現在では行政書士・ファイナンシャルプランナーとして活躍する傍ら、フリーライターとして精力的に活動中。広範な知識をもとに市民法務から企業法務まで幅広く手掛ける。

そもそも障害年金とは

障害年金とは、病気やけがによって障害の状態となり、生活や仕事に制限が生じている場合に受け取れる年金です。年金とはいえど制限が生じていれば若者であっても受け取ることができます。
 

障害年金の給付対象は?

障害年金の給付対象となる病気やけがは主に次のように分類されます。
 

(1)外部障害(目、聴覚、手足など)
(2)精神障害(統合失調症、うつ、てんかん、知的障害、発達障害など)
(3)内部障害(呼吸器疾患、心疾患、腎疾患、肝疾患、血液・造血器疾患、糖尿病、がんなど)

 
上記はあくまで大まかな分類と具体例の一部です。実際には上記以外の病気やけがが対象となることも往々にしてあります。
 

障害基礎年金と障害厚生年金の給付対象の違いは?

障害基礎年金と障害厚生年金では給付対象となる障害の程度が異なります。
 
例えば、障害基礎年金においては障害等級1級から2級に該当する状態が対象となるのに対し、障害厚生年金は1級から3級までの状態が対象になります。なお障害年金の等級と、障害手帳などその他障害によって受けられる社会保障制度の等級は必ずしも一致するわけではないことにご留意ください。
 
では、それぞれの範囲について確認していきましょう。
 

障害基礎年金の範囲

障害基礎年金の受給対象となるのは障害等級が1級ないし2級の場合です。どのような状態であれば1級、2級と見なされるのか確認していきます。
 

障害基礎年金の1級とは

障害基礎年金における障害等級1級とは、他人の介助を受けなければ日常生活を送ることがほとんどできない、あるいは身の回りのことがかろうじて行える程度の障害状態のことを指します。
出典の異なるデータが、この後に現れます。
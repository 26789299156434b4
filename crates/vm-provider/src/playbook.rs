//! The provisioning sequence both backends share.
//!
//! A backend only has to provide a `UnitShell`: a way to run a script as
//! root inside its unit and to copy a file in. Everything after "the unit
//! accepts commands" is identical across Docker and Vagrant.

use crate::backend::UnitSpec;
use crate::exec::shell_quote;
use crate::BackendError;
use chrono::{DateTime, Utc};
use serde_json::Value;
use std::io::Write;
use std::path::Path;
use std::time::Duration;
use tempfile::NamedTempFile;
use tracing::{debug, info, warn};
use vm_config::VmConfig;

/// Where the tool directory is visible inside every unit.
pub const TOOL_MOUNT: &str = "/vm-tool";
pub const PLAYBOOK_PATH: &str = "/vm-tool/shared/ansible/playbook.yml";
/// Where the merged document is copied inside the unit.
pub const CONFIG_PATH_IN_UNIT: &str = "/tmp/vm-config.json";

pub const READINESS_ATTEMPTS: u32 = 30;
pub const READINESS_INTERVAL: Duration = Duration::from_secs(2);

pub trait UnitShell {
    fn unit(&self) -> &str;

    /// Non-interactive probe: does the unit accept commands yet?
    fn is_ready(&self) -> bool;

    /// Run a bash script as root inside the unit with inherited stdio and
    /// return its exit code.
    fn run_root(&self, script: &str) -> Result<i32, BackendError>;

    fn copy_in(&self, local: &Path, remote: &str) -> Result<(), BackendError>;

    /// Script that starts one service under the unit's service manager.
    fn start_service_script(&self, service: &str) -> String;
}

/// A serialized copy of the merged document that lives only as long as
/// this value.
pub struct TransientDocument {
    file: NamedTempFile,
}

impl TransientDocument {
    pub fn write(doc: &Value) -> Result<Self, BackendError> {
        let mut file = tempfile::Builder::new()
            .prefix("vm-config-")
            .suffix(".json")
            .tempfile()?;
        serde_json::to_writer_pretty(&mut file, doc)?;
        file.flush()?;
        Ok(Self { file })
    }

    pub fn path(&self) -> &Path {
        self.file.path()
    }
}

pub fn provision_log_path(now: DateTime<Utc>) -> String {
    format!("/tmp/vm-provision-{}.log", now.format("%Y%m%dT%H%M%SZ"))
}

pub fn playbook_command(debug: bool) -> String {
    let mut cmd = format!(
        "ansible-playbook -i localhost, -c local {PLAYBOOK_PATH} -e config_file={CONFIG_PATH_IN_UNIT}"
    );
    if debug {
        cmd.push_str(" -vvv");
    }
    cmd
}

/// Playbook run that keeps a log in the unit and still fails with the
/// playbook's own exit code.
pub fn provision_script(log_path: &str, debug: bool) -> String {
    format!(
        "set -o pipefail; {} 2>&1 | tee {}",
        playbook_command(debug),
        shell_quote(log_path)
    )
}

pub fn ownership_script(user: &str) -> String {
    let user = shell_quote(user);
    format!(
        "chown {user}:{user} {CONFIG_PATH_IN_UNIT} && if [ -d /home/{user} ]; then chown -R {user}:{user} /home/{user}; fi"
    )
}

/// Service-manager unit for a document service, if it runs a daemon.
pub fn service_unit(service: &str) -> Option<&'static str> {
    match service {
        "postgresql" => Some("postgresql"),
        "redis" => Some("redis-server"),
        "mongodb" => Some("mongod"),
        "docker" => Some("docker"),
        _ => None,
    }
}

/// Poll `is_ready` up to `attempts` times, sleeping `interval` in between.
pub fn wait_until_ready(
    shell: &dyn UnitShell,
    attempts: u32,
    interval: Duration,
    sleep: &mut dyn FnMut(Duration),
) -> Result<(), BackendError> {
    for attempt in 1..=attempts {
        if shell.is_ready() {
            debug!("{} ready after {attempt} attempt(s)", shell.unit());
            return Ok(());
        }
        if attempt < attempts {
            sleep(interval);
        }
    }
    Err(BackendError::NotReady {
        unit: shell.unit().to_owned(),
        attempts,
    })
}

/// Copy the document in, fix ownership, run the playbook, start services.
///
/// A playbook failure leaves the unit as it is and reports where the log
/// was written.
pub fn provision_unit(
    shell: &dyn UnitShell,
    spec: &UnitSpec,
    debug: bool,
    now: DateTime<Utc>,
) -> Result<(), BackendError> {
    {
        let doc = TransientDocument::write(&spec.document)?;
        shell.copy_in(doc.path(), CONFIG_PATH_IN_UNIT)?;
    }

    let code = shell.run_root(&ownership_script(&spec.config.vm.user))?;
    if code != 0 {
        warn!("fixing ownership in {} exited with {code}", shell.unit());
    }

    let log_path = provision_log_path(now);
    info!("provisioning {} (log: {log_path})", shell.unit());
    let code = shell.run_root(&provision_script(&log_path, debug))?;
    if code != 0 {
        return Err(BackendError::ProvisioningFailed {
            code,
            hint: format!("vm exec cat {log_path}"),
            log_path,
        });
    }

    start_services(shell, &spec.config);
    Ok(())
}

/// Start every enabled service. Failures are reported, never fatal.
pub fn start_services(shell: &dyn UnitShell, config: &VmConfig) {
    for service in config.enabled_services() {
        let Some(unit) = service_unit(service) else {
            continue;
        };
        match shell.run_root(&shell.start_service_script(unit)) {
            Ok(0) => debug!("started {unit}"),
            Ok(code) => warn!("starting {unit} exited with {code}"),
            Err(e) => warn!("starting {unit} failed: {e}"),
        }
    }
}

#[cfg(test)]
pub(crate) mod test_support {
    use super::*;
    use std::cell::{Cell, RefCell};

    /// Records scripts and answers readiness after `ready_after` probes.
    pub struct FakeShell {
        pub scripts: RefCell<Vec<String>>,
        pub copies: RefCell<Vec<(String, String)>>,
        pub probes: Cell<u32>,
        pub ready_after: u32,
        pub fail_matching: Option<(&'static str, i32)>,
    }

    impl FakeShell {
        pub fn new() -> Self {
            Self {
                scripts: RefCell::new(Vec::new()),
                copies: RefCell::new(Vec::new()),
                probes: Cell::new(0),
                ready_after: 1,
                fail_matching: None,
            }
        }
    }

    impl UnitShell for FakeShell {
        fn unit(&self) -> &str {
            "demo-dev"
        }

        fn is_ready(&self) -> bool {
            self.probes.set(self.probes.get() + 1);
            self.probes.get() >= self.ready_after
        }

        fn run_root(&self, script: &str) -> Result<i32, BackendError> {
            self.scripts.borrow_mut().push(script.to_owned());
            Ok(match self.fail_matching {
                Some((needle, code)) if script.contains(needle) => code,
                _ => 0,
            })
        }

        fn copy_in(&self, local: &Path, remote: &str) -> Result<(), BackendError> {
            let content = std::fs::read_to_string(local)?;
            self.copies.borrow_mut().push((content, remote.to_owned()));
            Ok(())
        }

        fn start_service_script(&self, service: &str) -> String {
            format!("svc start {service}")
        }
    }
}
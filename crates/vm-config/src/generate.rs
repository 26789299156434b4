//! Building user documents for `vm init` and `vm generate`.
//!
//! Generated documents only contain overrides; everything else comes from
//! the defaults at merge time, so later default changes still apply.

use crate::defaults::default_document;
use crate::provider::Provider;
use crate::ConfigError;
use serde_json::{json, Map, Value};
use std::io::Write;
use std::path::{Path, PathBuf};
use tempfile::NamedTempFile;

/// Reduce an arbitrary string to a project name: lowercase ASCII
/// alphanumerics separated by single dashes.
pub fn sanitize_project_name(raw: &str) -> String {
    let mut out = String::with_capacity(raw.len());
    for c in raw.chars() {
        if c.is_ascii_alphanumeric() {
            out.push(c.to_ascii_lowercase());
        } else if !out.ends_with('-') {
            out.push('-');
        }
    }
    out.trim_matches('-').to_owned()
}

/// Project name derived from a directory's final component, if any survives
/// sanitizing.
pub fn derive_project_name(dir: &Path) -> Option<String> {
    let name = sanitize_project_name(&dir.file_name()?.to_string_lossy());
    (!name.is_empty()).then_some(name)
}

fn schema_ref() -> Option<&'static Value> {
    default_document().get("$schema")
}

/// Minimal document naming the project; what `vm init` writes.
pub fn initial_document(name: &str) -> Value {
    Value::Object(initial_map(name))
}

fn initial_map(name: &str) -> Map<String, Value> {
    let mut doc = Map::new();
    if let Some(schema) = schema_ref() {
        doc.insert("$schema".to_owned(), schema.clone());
    }
    doc.insert(
        "project".to_owned(),
        json!({
            "name": name,
            "hostname": format!("dev.{name}.local"),
        }),
    );
    doc
}

#[derive(Debug, Clone, Default)]
pub struct GenerateOptions {
    pub name: Option<String>,
    pub provider: Option<Provider>,
    pub services: Vec<String>,
    pub ports: Vec<(String, u16)>,
}

/// Build a user document from generator options. Service names are checked
/// against the services the defaults know about.
pub fn generate_document(options: &GenerateOptions, dir: &Path) -> Result<Value, ConfigError> {
    let name = options
        .name
        .as_deref()
        .map(sanitize_project_name)
        .filter(|n| !n.is_empty())
        .or_else(|| derive_project_name(dir))
        .unwrap_or_else(|| "my-project".to_owned());

    let mut root = initial_map(&name);

    if let Some(provider) = options.provider {
        root.insert("provider".to_owned(), json!(provider.as_str()));
    }

    if !options.services.is_empty() {
        let known = default_document()
            .get("services")
            .and_then(Value::as_object)
            .cloned()
            .unwrap_or_default();
        let mut services = Map::new();
        for service in &options.services {
            if !known.contains_key(service) {
                return Err(ConfigError::UnknownService {
                    name: service.clone(),
                    available: known.keys().cloned().collect::<Vec<_>>().join(", "),
                });
            }
            services.insert(service.clone(), json!({"enabled": true}));
        }
        root.insert("services".to_owned(), Value::Object(services));
    }

    if !options.ports.is_empty() {
        let ports: Map<String, Value> = options
            .ports
            .iter()
            .map(|(name, port)| (name.clone(), json!(port)))
            .collect();
        root.insert("ports".to_owned(), Value::Object(ports));
    }

    Ok(Value::Object(root))
}

/// Parse a `name=port` command-line assignment.
pub fn parse_port_assignment(spec: &str) -> Result<(String, u16), ConfigError> {
    let invalid = || ConfigError::InvalidPortAssignment(spec.to_owned());
    let (name, port) = spec.split_once('=').ok_or_else(invalid)?;
    let name = name.trim();
    let port: u16 = port.trim().parse().map_err(|_| invalid())?;
    if name.is_empty() || port == 0 {
        return Err(invalid());
    }
    Ok((name.to_owned(), port))
}

/// Write `doc` as pretty JSON to `dest` atomically. Refuses to replace an
/// existing file unless `force` is set.
pub fn write_document(dest: &Path, doc: &Value, force: bool) -> Result<(), ConfigError> {
    if dest.exists() && !force {
        return Err(ConfigError::AlreadyExists(dest.to_path_buf()));
    }
    let write_err = |source| ConfigError::Write {
        path: dest.to_path_buf(),
        source,
    };

    let dir = dest
        .parent()
        .filter(|p| !p.as_os_str().is_empty())
        .map_or_else(|| PathBuf::from("."), Path::to_path_buf);
    let mut content = serde_json::to_string_pretty(doc)?;
    content.push('\n');

    let mut tmp = NamedTempFile::new_in(&dir).map_err(write_err)?;
    tmp.write_all(content.as_bytes()).map_err(write_err)?;
    tmp.as_file().sync_all().map_err(write_err)?;
    tmp.persist(dest).map_err(|e| write_err(e.error))?;
    Ok(())
}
分かりやすくいうならば、入院や在宅介護が必要であり、基本的に寝床周辺での活動を余儀なくされているような方が該当します。
 
具体的には次のような症状と規定されています。
 

1. 両目の視力の合計が0.04以下
2. 両耳の聴力レベルが100デシベル以上
3. 両上肢の機能に著しい障害を有する
4. 両上肢の全ての指を欠く
5. 両上肢の全ての指の機能に著しい障害を有する
6. 両下肢の機能に著しい障害を有する
7. 両下肢を足関節以上で欠く
8. 体幹の機能に座っていることができない程度、または立ち上がることができない程度の障害を有する
9. 上記のほか、身体の機能の障害または長期にわたる安静を必要とする病状が上記と同程度以上と認められる、かつ日常生活の用を弁ずることを不能ならしめる程度のもの
10. 精神の障害であって上記と同程度以上と認められる程度のもの
11. 身体の機能の障害もしくは病状、精神の障害が重複する場合であって、その状態が上記と同程度以上と認められる

 

障害基礎年金の2級とは

障害等級2級とは、必ずしも他人の助けが必要というわけではないものの、日常生活を送ることが極めて困難で、労働によって収入を得ることができないほどの障害状態のことを指します。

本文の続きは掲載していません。